[[ Data in this exercise open ]]

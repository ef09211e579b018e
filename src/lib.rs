#![deny(missing_docs)]
//! Background compaction for page-based storage engines.
//!
//! A [`BackgroundCompactionManager`] runs one worker task that periodically
//! visits every open data file, and for files with at least
//! `free_space_target` bytes of reclaimable space moves live pages toward the
//! start of the file so the tail can be released. The storage engine is
//! reached only through the [`storage::StorageLayer`] trait; an in-memory
//! implementation lives in [`storage::mem`].
//!
//! ```no_run
//! use std::sync::Arc;
//!
//! use bgcompact::{
//!     option::{ByteSize, CompactRequest},
//!     storage::mem::MemStorage,
//!     BackgroundCompactionManager,
//! };
//!
//! # async fn run() -> Result<(), bgcompact::CompactError> {
//! let manager = BackgroundCompactionManager::new(Arc::new(MemStorage::new()));
//! manager
//!     .compact(CompactRequest::enable(Some(ByteSize::mb(1))))
//!     .await?;
//! assert!(manager.stats().session() > 0);
//! manager.compact(CompactRequest::disable()).await?;
//! assert!(!manager.is_running());
//! # Ok(())
//! # }
//! ```

/// Background compaction manager, worker and statistics.
pub mod compaction;
/// File identifiers.
pub mod id;
mod logging;
/// Compaction configuration and control requests.
pub mod option;
/// Storage-layer contract and in-memory implementation.
pub mod storage;

pub use crate::{
    compaction::{
        BackgroundCompactionManager, CompactError, CompactionState, CompactionStats,
        CompactionStatsSnapshot,
    },
    id::FileId,
    option::{ByteSize, CompactRequest, CompactionConfig},
};
use std::sync::atomic::{AtomicU64, Ordering};

/// Lifecycle of the background compaction manager.
#[derive(Debug, Clone, Copy, PartialEq, Eq)]
pub enum CompactionState {
    /// No worker exists.
    Stopped,
    /// Enabled; the worker has not begun its loop yet.
    Starting,
    /// The worker is looping.
    Running,
    /// Disable requested; waiting for the worker to exit.
    Stopping,
}

impl CompactionState {
    fn as_u8(self) -> u8 {
        match self {
            CompactionState::Stopped => 0,
            CompactionState::Starting => 1,
            CompactionState::Running => 2,
            CompactionState::Stopping => 3,
        }
    }

    fn from_u8(value: u8) -> Self {
        match value {
            1 => CompactionState::Starting,
            2 => CompactionState::Running,
            3 => CompactionState::Stopping,
            _ => CompactionState::Stopped,
        }
    }
}

const STATE_BITS: u32 = 8;
const STATE_MASK: u64 = (1 << STATE_BITS) - 1;

fn pack(session: u64, state: CompactionState) -> u64 {
    (session << STATE_BITS) | u64::from(state.as_u8())
}

/// State shared by the control surface and the worker.
///
/// The word also carries the session that last started, so a worker can only
/// publish transitions for its own session.
#[derive(Debug, Default)]
pub(crate) struct SharedState {
    inner: AtomicU64,
}

impl SharedState {
    pub(crate) fn get(&self) -> CompactionState {
        CompactionState::from_u8((self.inner.load(Ordering::Acquire) & STATE_MASK) as u8)
    }

    /// Session the state belongs to; `0` before the first enable.
    pub(crate) fn session(&self) -> u64 {
        self.inner.load(Ordering::Acquire) >> STATE_BITS
    }

    /// Open `session` in [`CompactionState::Starting`].
    pub(crate) fn start(&self, session: u64) {
        self.inner
            .store(pack(session, CompactionState::Starting), Ordering::Release);
    }

    /// Move `session` from `from` to `to`; returns `false` if the word held a
    /// different session or state.
    pub(crate) fn transition(
        &self,
        session: u64,
        from: CompactionState,
        to: CompactionState,
    ) -> bool {
        self.inner
            .compare_exchange(
                pack(session, from),
                pack(session, to),
                Ordering::AcqRel,
                Ordering::Acquire,
            )
            .is_ok()
    }

    /// Move `session` to `to` from whatever state it is in.
    pub(crate) fn set(&self, session: u64, to: CompactionState) -> bool {
        self.inner
            .fetch_update(Ordering::AcqRel, Ordering::Acquire, |word| {
                (word >> STATE_BITS == session).then(|| pack(session, to))
            })
            .is_ok()
    }
}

[[ Data in this exercise closed ]]

Lines of the listing above that hold the string "option" should each be copied.

◆ Solved problem ◆
//!     option::{ByteSize, CompactRequest},
pub mod option;
    option::{ByteSize, CompactRequest, CompactionConfig},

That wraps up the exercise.